Su singularidad se podría definir como usar la metodología del cine etnográfico, pero no para facilitar la comprensión de las culturas ajenas por parte de los miembros de la cultura oficial, sino para ponerla al servicio de la propia comunidad en la que viven. Así
Campesinos, que en una visión distraída podría parecer un panfleto militante, con sus citas de Marx y sus imágenes de oligarcas complaciéndose en sus privilegios, es en realidad un complejísimo artefacto de memoria, compuesto de imágenes cotidianas, imágenes ajenas, relatos orales, retazos de música propia y ajena, textos recopilados y símbolos, montado según las técnicas mnemotécnicas propias de las culturas orales,...

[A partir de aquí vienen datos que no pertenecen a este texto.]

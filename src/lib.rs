//! # PubNub Flutter Bridge
//!
//! Exposes a PubNub publish/subscribe SDK to Flutter through one method
//! channel and four event channels.
//!
//! ## Features
//!
//! - Named client registry with idempotent creation
//! - Subscribe / unsubscribe / publish / presence state pass-through
//! - Message, status, presence and error event channels, one listener each
//! - Ordered hand-off from SDK threads to a single dispatch task
//! - Stable integer codes for status categories and operation types
//! - In-process loopback SDK for tests and demos
//! - Flutter bindings via flutter_rust_bridge (`flutter` feature)
//!
//! ## Example
//!
//! ```ignore
//! use pubnub_flutter::{BridgeOptions, EventKind, LoopbackFactory, MethodCall, PubNubBridge};
//! use std::sync::Arc;
//!
//! #[tokio::main]
//! async fn main() -> Result<(), Box<dyn std::error::Error>> {
//!     let bridge = PubNubBridge::new(BridgeOptions::default(), Arc::new(LoopbackFactory::default()))?;
//!
//!     bridge.listen(EventKind::Message, |record| {
//!         println!("Received: {:?}", record.to_value());
//!     });
//!
//!     let call = MethodCall::new(
//!         "create",
//!         serde_json::json!({"clientName": "main", "publishKey": "demo", "subscribeKey": "demo"}),
//!     );
//!     bridge.handle_method_call(&call);
//!
//!     Ok(())
//! }
//! ```

// Module declarations
pub mod client;
pub mod events;
pub mod protocol;
pub mod sdk;

mod bridge;
mod error;
mod options;

// Re-exports
pub use bridge::PubNubBridge;
pub use client::{ClientHandle, ClientRegistry};
pub use error::{BridgeError, Result, ERROR_CODE};
pub use events::{ChannelStats, DispatchQueue, EventDispatcher, EventKind};
pub use options::{BridgeOptions, ClientOptions, Config, DEFAULT_CLIENT_NAME};
pub use protocol::{
    ErrorRecord, EventRecord, MessageRecord, Method, MethodCall, MethodResult, OperationType,
    PresenceRecord, StatusCategory, StatusRecord,
};
pub use sdk::{LoopbackFactory, LoopbackNetwork, SdkClient, SdkConfiguration, SdkFactory};

// Flutter Rust Bridge bindings
#[cfg(feature = "flutter")]
pub mod flutter_api;
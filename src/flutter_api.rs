//! Flutter Rust Bridge API
//!
//! Dart-facing surface of the bridge: one `invoke_method` entry point that
//! mirrors the plugin's method channel, plus `listen`/`cancel` for each event
//! channel.

#![allow(unexpected_cfgs)]

use flutter_rust_bridge::{frb, DartFnFuture};
use std::sync::{Arc, OnceLock};
use tracing::warn;

use crate::sdk::{LoopbackFactory, SdkFactory};
use crate::{BridgeError, BridgeOptions, EventKind, MethodCall, PubNubBridge, Result};

static SDK_FACTORY: OnceLock<Arc<dyn SdkFactory>> = OnceLock::new();

/// Install the SDK used by bridges created from Dart.
///
/// Must run before the first `PubNubClient` is constructed; returns false if a
/// factory was already installed.
#[frb(ignore)]
pub fn install_sdk_factory(factory: Arc<dyn SdkFactory>) -> bool {
    SDK_FACTORY.set(factory).is_ok()
}

fn sdk_factory() -> Arc<dyn SdkFactory> {
    SDK_FACTORY
        .get_or_init(|| {
            warn!("No SDK factory installed, using the in-process loopback");
            Arc::new(LoopbackFactory::default())
        })
        .clone()
}

// ============================================================================
// Configuration Types
// ============================================================================

/// Bridge options for Flutter
#[frb(dart_metadata=("freezed"), dart_type = "BridgeOptions")]
pub struct FlutterBridgeOptions {
    pub default_client_name: Option<String>,
    pub with_presence: Option<bool>,
    pub debug: Option<bool>,
}

impl From<FlutterBridgeOptions> for BridgeOptions {
    fn from(opts: FlutterBridgeOptions) -> Self {
        let defaults = BridgeOptions::default();
        BridgeOptions {
            default_client_name: opts.default_client_name.or(defaults.default_client_name),
            with_presence: opts.with_presence.or(defaults.with_presence),
            debug: opts.debug.or(defaults.debug),
        }
    }
}

// ============================================================================
// Main Client
// ============================================================================

/// PubNub bridge for Flutter
#[frb(opaque, dart_type = "PubNubClient")]
pub struct FlutterPubNub {
    inner: Arc<PubNubBridge>,
}

impl FlutterPubNub {
    /// Create a bridge
    ///
    /// # Example (Dart)
    /// ```dart
    /// final pubnub = PubNubClient(options: BridgeOptions(withPresence: true));
    /// ```
    #[frb(sync)]
    pub fn new(options: FlutterBridgeOptions) -> Result<Self> {
        let bridge = PubNubBridge::new(options.into(), sdk_factory())?;
        Ok(Self {
            inner: Arc::new(bridge),
        })
    }

    /// Run a method call; `arguments_json` is the JSON-encoded arguments map.
    /// Returns the JSON-encoded `MethodResult`.
    #[frb(sync)]
    pub fn invoke_method(&self, method: String, arguments_json: String) -> Result<String> {
        let arguments = if arguments_json.trim().is_empty() {
            serde_json::Value::Null
        } else {
            serde_json::from_str(&arguments_json)?
        };

        let result = self
            .inner
            .handle_method_call(&MethodCall::new(method, arguments));
        Ok(result.to_json())
    }

    /// Start listening on an event channel (`message`, `status`, `presence`,
    /// `error`, or the full host channel name). Each record is passed to
    /// Dart as a JSON string.
    #[frb(sync)]
    pub fn listen(
        &self,
        channel: String,
        dart_callback: impl Fn(String) -> DartFnFuture<()> + Send + Sync + 'static,
    ) -> Result<u64> {
        let kind = parse_kind(&channel)?;
        Ok(self.inner.listen(kind, move |record| {
            futures::executor::block_on(dart_callback(record.to_value().to_string()));
        }))
    }

    /// Stop listening on an event channel
    #[frb(sync)]
    pub fn cancel(&self, channel: String) -> Result<()> {
        self.inner.cancel(parse_kind(&channel)?);
        Ok(())
    }

    /// Names of configured clients
    #[frb(sync)]
    pub fn client_names(&self) -> Vec<String> {
        self.inner.clients().names()
    }
}

fn parse_kind(channel: &str) -> Result<EventKind> {
    channel
        .parse::<EventKind>()
        .map_err(BridgeError::config)
}

// ============================================================================
// Utility Functions
// ============================================================================

/// Initialize logging for the Rust library
#[frb(sync)]
pub fn init_logging(level: String) {
    log::set_max_level(match level.as_str() {
        "trace" => log::LevelFilter::Trace,
        "debug" => log::LevelFilter::Debug,
        "info" => log::LevelFilter::Info,
        "warn" => log::LevelFilter::Warn,
        "error" => log::LevelFilter::Error,
        _ => log::LevelFilter::Info,
    });
}

/// Get library version
#[frb(sync)]
pub fn get_version() -> String {
    env!("CARGO_PKG_VERSION").to_string()
}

Esta valiosa retrospectiva se centra en la primera etapa de la obra de Marta Rodríguez, la que compartió con Jorge Silva, y abre el apetito de ver más, de seguir ese hilo conductor de su obra que es la lucha indígena contra las sucesivas encarnaciones de su explotación: el colonialismo, la oligarquía y el latifundismo, el narcotráfico, la globalización y la violencia medioambiental. Sí podremos ver
Amor, mujeres y flores (1984-1989), donde el enemigo ya es esa combinación de globalización comercial y productos químicos homicidas, que convierten algo tan aparentemente bucólico como un ramo de flores en un arma letal para quienes los cultivan en condiciones inhumanas. Pero, hoy que la pandemia ha golpeado de manera inesperada a tantas personas y que ha ahondado y agravado hasta extremos aún desconocidos una crisis social acuciante, probablemente la película del ciclo que nos apele más profundamente sea
Nacer de nuevo (1986-1987), retrato de una mujer superviviente de la explosión en 1987 del volcán Nevado del Ruiz y que está también teñida del proceso de duelo personal de la cineasta tras la muerte prematura de su pareja.
En
Nacer de nuevo, su protagonista, María Eugenia Vargas, se afana en convertir en un hogar la carpa de la Cruz Roja en la que lleva un año viviendo, con sus cortinas trenzadas y su chifonier; agradece los envíos de la cooperación internacional como regalos que se le hacen personalmente (la gallina que le mandó Fidel, el vestido que le trajeron de Holanda) y afirma que no está dispuesta a perder el valor, ese valor que es tenacidad y que es la característica que mejor define a todos los personajes del cine de Marta Rodríguez. Porque “hace falta valor”, dice María Eugenia, con tono suave y nada declamatorio, “hace falta valor, valor hasta pa’ morir”.